Saturday, October 25, 2008

The Lights of Christmas

The Lights of Christmas
By David Rupert

Christmas is a season of bright lights. They adorn our windows and our homes. Strings of multicolored lamps festively dance on trees flashing in a thousand combinations. Some blink in reckless abandon, while others flow in majestic choreographed ballets. Some neighborhoods flash like carnivals, while others glow with peaceful serenity.

For me, these millions of bulbs are blessed reminders of hope. They are unwitting participants and visual reminders of the message of Christmas.

The first Christmas lights were the bright heavenly hosts that surrounding the shepherds, trumpeting the manger miracle. An angel comforted them and said “Do not be afraid. I bring you good news of great joy that will be for all people.”

In our nation today, this “good news of great joy” has become an irritant to many. The traditional Christmas story is being carefully clipped out with the sharp scissors of men and institutions bent on ridding our nation of spiritual meaning.

Plato’s wisdom long ago resonates even today: “We can easily forgive a child who is afraid of the dark; the real tragedy of life is when men are afraid of the light.”

Reacting out of their own fear of the Lights of Christmas, the secularists go one step further and determine to snuff out our lights as well.

The newspapers will be full stories of these light-snuffers and darkness-lovers. Schools will ban carols and plays. We’ll battle over manger scenes on public property.
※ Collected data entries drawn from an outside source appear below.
//! Collector stage: fan-in barrier merging the four researcher deltas.
//!
//! Performs no network I/O; it exists as its own stage — mirroring the
//! teacher's `PipelineStages` container pattern — so the curator always
//! observes a fully-merged state regardless of which researcher finished
//! last.
use anyhow::Result;
use async_trait::async_trait;

use crate::job::events::Event;
use crate::job::manager::JobReporter;

use super::researcher::ResearcherDelta;
use super::state::Category;

pub(crate) struct CollectorDelta {
    pub(crate) deltas: Vec<ResearcherDelta>,
    pub(crate) message: String,
}

#[async_trait]
pub(crate) trait CollectorStage: Send + Sync {
    async fn run(&self, deltas: Vec<ResearcherDelta>, reporter: &JobReporter) -> Result<CollectorDelta>;
}

pub(crate) struct CollectorStageImpl;

#[async_trait]
impl CollectorStage for CollectorStageImpl {
    async fn run(&self, deltas: Vec<ResearcherDelta>, reporter: &JobReporter) -> Result<CollectorDelta> {
        let mut counts = [0usize; 4];
        for delta in &deltas {
            let index = Category::ALL.iter().position(|c| *c == delta.category).unwrap_or(0);
            counts[index] = delta.documents.len();
            reporter.emit(Event::category_complete(delta.category.label(), delta.documents.len()));
        }

        let message = format!(
            "Collected {} financial, {} news, {} industry, {} company documents",
            counts[0], counts[1], counts[2], counts[3]
        );

        Ok(CollectorDelta { deltas, message })
    }
}

#[cfg(test)]
mod tests {
    use super::*;

    fn test_metrics() -> std::sync::Arc<crate::observability::metrics::Metrics> {
        std::sync::Arc::new(
            crate::observability::metrics::Metrics::new(std::sync::Arc::new(prometheus::Registry::new()))
                .expect("metrics register"),
        )
    }
    use crate::job::manager::JobManager;
    use crate::pipeline::state::DocumentMap;

    fn reporter() -> (JobManager, crate::job::manager::JobReporter) {
        let manager = JobManager::new(4, 8, 3600, test_metrics(), std::sync::Arc::new(crate::store::report_store::NoopReportStore));
        let (_job_id, reporter) = manager
            .submit(&crate::job::types::ResearchRequest {
                company: "Acme".to_owned(),
                company_url: None,
                industry: None,
                hq_location: None,
            })
            .expect("submit");
        (manager, reporter)
    }

    #[tokio::test]
    async fn collector_summarizes_per_category_counts() {
        let stage = CollectorStageImpl;
        let (_manager, reporter) = reporter();

        let deltas = vec![
            ResearcherDelta {
                category: Category::Financial,
                documents: DocumentMap::new(),
                message: String::new(),
            },
            ResearcherDelta {
                category: Category::News,
                documents: DocumentMap::new(),
                message: String::new(),
            },
        ];

        let result = stage.run(deltas, &reporter).await.expect("run");
        assert!(result.message.contains("0 financial"));
        assert!(result.message.contains("0 news"));
    }
}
Christmas cards once were radiant reflections of the hope of the season. Now they are reduced to banalities. Now discount stores sell boxes of green and red cards with such meaningful expressions such as “Joyous Holidays”, and “Season’s Greetings”. For me, the stiff-sounding and just plain boring Winter Holiday can’t hold a candle to the lights of a Jesus-centered Christian.

And everyone from mall clerks to school teachers are afraid of The Light of the simple expression: “Merry Christmas.”
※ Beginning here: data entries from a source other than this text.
pub(crate) mod metrics;
pub(crate) mod tracing;

use std::sync::Arc;

use anyhow::Result;
use prometheus::{Encoder, Registry, TextEncoder};

use self::metrics::Metrics;

/// Bundles metrics and tracing initialization for the service.
#[derive(Debug, Clone)]
pub struct Telemetry {
    registry: Arc<Registry>,
    metrics: Arc<Metrics>,
}

impl Telemetry {
    /// Creates a new `Telemetry`, initializing tracing and registering metrics.
    pub fn new() -> Result<Self> {
        tracing::init()?;
        let registry = Arc::new(Registry::new());
        let metrics = Arc::new(Metrics::new(Arc::clone(&registry))?);
        Ok(Self { registry, metrics })
    }

    /// Provides access to the metrics collector.
    pub fn metrics(&self) -> &Metrics {
        &self.metrics
    }

    /// Provides a cheaply-cloneable handle to the metrics collector, for
    /// collaborators that need to hold onto it (e.g. the pipeline
    /// orchestrator) rather than borrow it per call.
    pub fn metrics_handle(&self) -> Arc<Metrics> {
        Arc::clone(&self.metrics)
    }

    /// Records a liveness probe hit.
    pub fn record_live_probe(&self) {
        ::tracing::debug!("service live probe");
    }

    /// Records a readiness probe hit.
    pub fn record_ready_probe(&self) {
        ::tracing::info!("service ready probe recorded");
    }

    /// Renders the current metric registry in Prometheus text exposition format.
    pub fn render_prometheus(&self) -> String {
        let encoder = TextEncoder::new();
        let metric_families = self.registry.gather();
        let mut buffer = Vec::new();
        encoder.encode(&metric_families, &mut buffer).ok();
        String::from_utf8(buffer).unwrap_or_default()
    }
}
The Good news is that Christmas survives the onslaught of humanism. As our most multifaceted holiday, Christmas is historical in nature, cultural in practice and religious in its significance. It represents the heart and soul of our nation.

In spite of an increasingly secular society’s value imposition on the majority of its citizenry, the Light of this holiday burns brighter yet. It is because as humans, we look longingly into our souls and ache with the pain of need. We need peace. We need joy. We need the lasting gift that is without price. We need light to shine in our dark world.

Listen to the words of Henry Wadsworth Longfellow:

“Then Pealed the bells
More loud and deep;
‘God is not dead;
nor doth He sleep!
The Wrong shall fail,
The Right prevail,
With peace on earth
Good-will to men!”


Society cannot dim the bright light of the True Spirit of Christmas.